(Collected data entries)
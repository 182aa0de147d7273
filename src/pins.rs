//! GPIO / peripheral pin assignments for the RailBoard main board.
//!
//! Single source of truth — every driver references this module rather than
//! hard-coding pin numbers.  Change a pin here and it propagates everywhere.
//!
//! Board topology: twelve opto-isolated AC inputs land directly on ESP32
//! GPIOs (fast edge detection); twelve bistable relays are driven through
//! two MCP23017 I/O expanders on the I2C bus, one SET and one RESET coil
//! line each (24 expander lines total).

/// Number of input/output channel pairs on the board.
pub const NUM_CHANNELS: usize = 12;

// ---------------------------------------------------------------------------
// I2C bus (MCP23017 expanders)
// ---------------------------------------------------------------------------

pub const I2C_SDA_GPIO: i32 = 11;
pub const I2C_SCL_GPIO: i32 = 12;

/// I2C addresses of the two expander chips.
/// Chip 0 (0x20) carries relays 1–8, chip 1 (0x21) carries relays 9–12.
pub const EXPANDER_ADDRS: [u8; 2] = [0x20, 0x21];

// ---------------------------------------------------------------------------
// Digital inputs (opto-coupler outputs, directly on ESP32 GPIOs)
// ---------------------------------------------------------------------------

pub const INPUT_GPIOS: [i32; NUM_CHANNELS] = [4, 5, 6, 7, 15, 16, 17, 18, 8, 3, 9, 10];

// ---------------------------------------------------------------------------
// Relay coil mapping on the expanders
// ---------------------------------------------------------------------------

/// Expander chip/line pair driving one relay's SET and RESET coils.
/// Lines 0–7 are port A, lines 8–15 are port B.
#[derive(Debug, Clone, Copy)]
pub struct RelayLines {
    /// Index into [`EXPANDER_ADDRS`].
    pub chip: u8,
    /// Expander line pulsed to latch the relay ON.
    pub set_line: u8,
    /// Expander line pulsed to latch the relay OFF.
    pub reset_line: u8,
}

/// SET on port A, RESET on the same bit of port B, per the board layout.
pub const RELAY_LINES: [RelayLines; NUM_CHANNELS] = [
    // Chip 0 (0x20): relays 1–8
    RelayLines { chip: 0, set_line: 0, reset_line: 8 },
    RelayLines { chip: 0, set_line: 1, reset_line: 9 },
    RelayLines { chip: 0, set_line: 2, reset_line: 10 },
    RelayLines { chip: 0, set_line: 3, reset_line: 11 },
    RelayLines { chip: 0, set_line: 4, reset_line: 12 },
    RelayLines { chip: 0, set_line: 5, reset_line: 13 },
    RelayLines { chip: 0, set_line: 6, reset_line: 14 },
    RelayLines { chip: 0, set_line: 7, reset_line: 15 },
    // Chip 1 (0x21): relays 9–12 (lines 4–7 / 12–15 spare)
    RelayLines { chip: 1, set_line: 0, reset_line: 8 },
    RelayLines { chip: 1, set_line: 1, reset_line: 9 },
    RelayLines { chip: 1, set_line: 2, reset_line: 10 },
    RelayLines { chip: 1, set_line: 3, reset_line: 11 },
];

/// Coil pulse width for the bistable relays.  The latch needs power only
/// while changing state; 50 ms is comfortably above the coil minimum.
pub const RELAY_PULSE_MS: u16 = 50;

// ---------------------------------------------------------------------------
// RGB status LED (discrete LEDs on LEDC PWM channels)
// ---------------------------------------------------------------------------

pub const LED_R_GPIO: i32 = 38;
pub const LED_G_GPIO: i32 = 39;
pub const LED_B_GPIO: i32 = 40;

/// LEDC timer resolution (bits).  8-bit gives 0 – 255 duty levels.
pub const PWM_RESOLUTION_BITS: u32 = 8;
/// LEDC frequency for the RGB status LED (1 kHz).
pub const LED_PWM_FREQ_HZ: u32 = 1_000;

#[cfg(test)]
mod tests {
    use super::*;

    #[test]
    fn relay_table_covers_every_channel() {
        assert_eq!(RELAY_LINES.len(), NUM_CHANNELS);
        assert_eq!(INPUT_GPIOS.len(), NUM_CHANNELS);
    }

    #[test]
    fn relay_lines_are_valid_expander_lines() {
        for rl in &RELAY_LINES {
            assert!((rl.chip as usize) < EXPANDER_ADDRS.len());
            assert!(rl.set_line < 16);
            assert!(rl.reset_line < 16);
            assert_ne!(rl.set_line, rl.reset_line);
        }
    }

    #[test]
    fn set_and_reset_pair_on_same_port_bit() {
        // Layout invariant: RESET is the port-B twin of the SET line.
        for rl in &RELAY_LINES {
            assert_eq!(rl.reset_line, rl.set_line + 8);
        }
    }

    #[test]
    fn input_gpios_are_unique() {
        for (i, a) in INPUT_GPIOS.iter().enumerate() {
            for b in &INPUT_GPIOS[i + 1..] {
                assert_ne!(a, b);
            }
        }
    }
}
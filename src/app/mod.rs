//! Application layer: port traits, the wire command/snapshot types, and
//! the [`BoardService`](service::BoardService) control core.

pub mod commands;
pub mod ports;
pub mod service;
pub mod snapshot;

**WHAT YOU WILL DO**
Beginning at the line with "bus (MCP23017 expanders)" and ending at the line with "pub struct RelayLines", reproduce each line of the data above exactly, and add no other lines.

**THE ANSWER**
// I2C bus (MCP23017 expanders)
// ---------------------------------------------------------------------------

pub const I2C_SDA_GPIO: i32 = 11;
pub const I2C_SCL_GPIO: i32 = 12;

/// I2C addresses of the two expander chips.
/// Chip 0 (0x20) carries relays 1–8, chip 1 (0x21) carries relays 9–12.
pub const EXPANDER_ADDRS: [u8; 2] = [0x20, 0x21];

// ---------------------------------------------------------------------------
// Digital inputs (opto-coupler outputs, directly on ESP32 GPIOs)
// ---------------------------------------------------------------------------

pub const INPUT_GPIOS: [i32; NUM_CHANNELS] = [4, 5, 6, 7, 15, 16, 17, 18, 8, 3, 9, 10];

// ---------------------------------------------------------------------------
// Relay coil mapping on the expanders
// ---------------------------------------------------------------------------

/// Expander chip/line pair driving one relay's SET and RESET coils.
/// Lines 0–7 are port A, lines 8–15 are port B.
#[derive(Debug, Clone, Copy)]
pub struct RelayLines {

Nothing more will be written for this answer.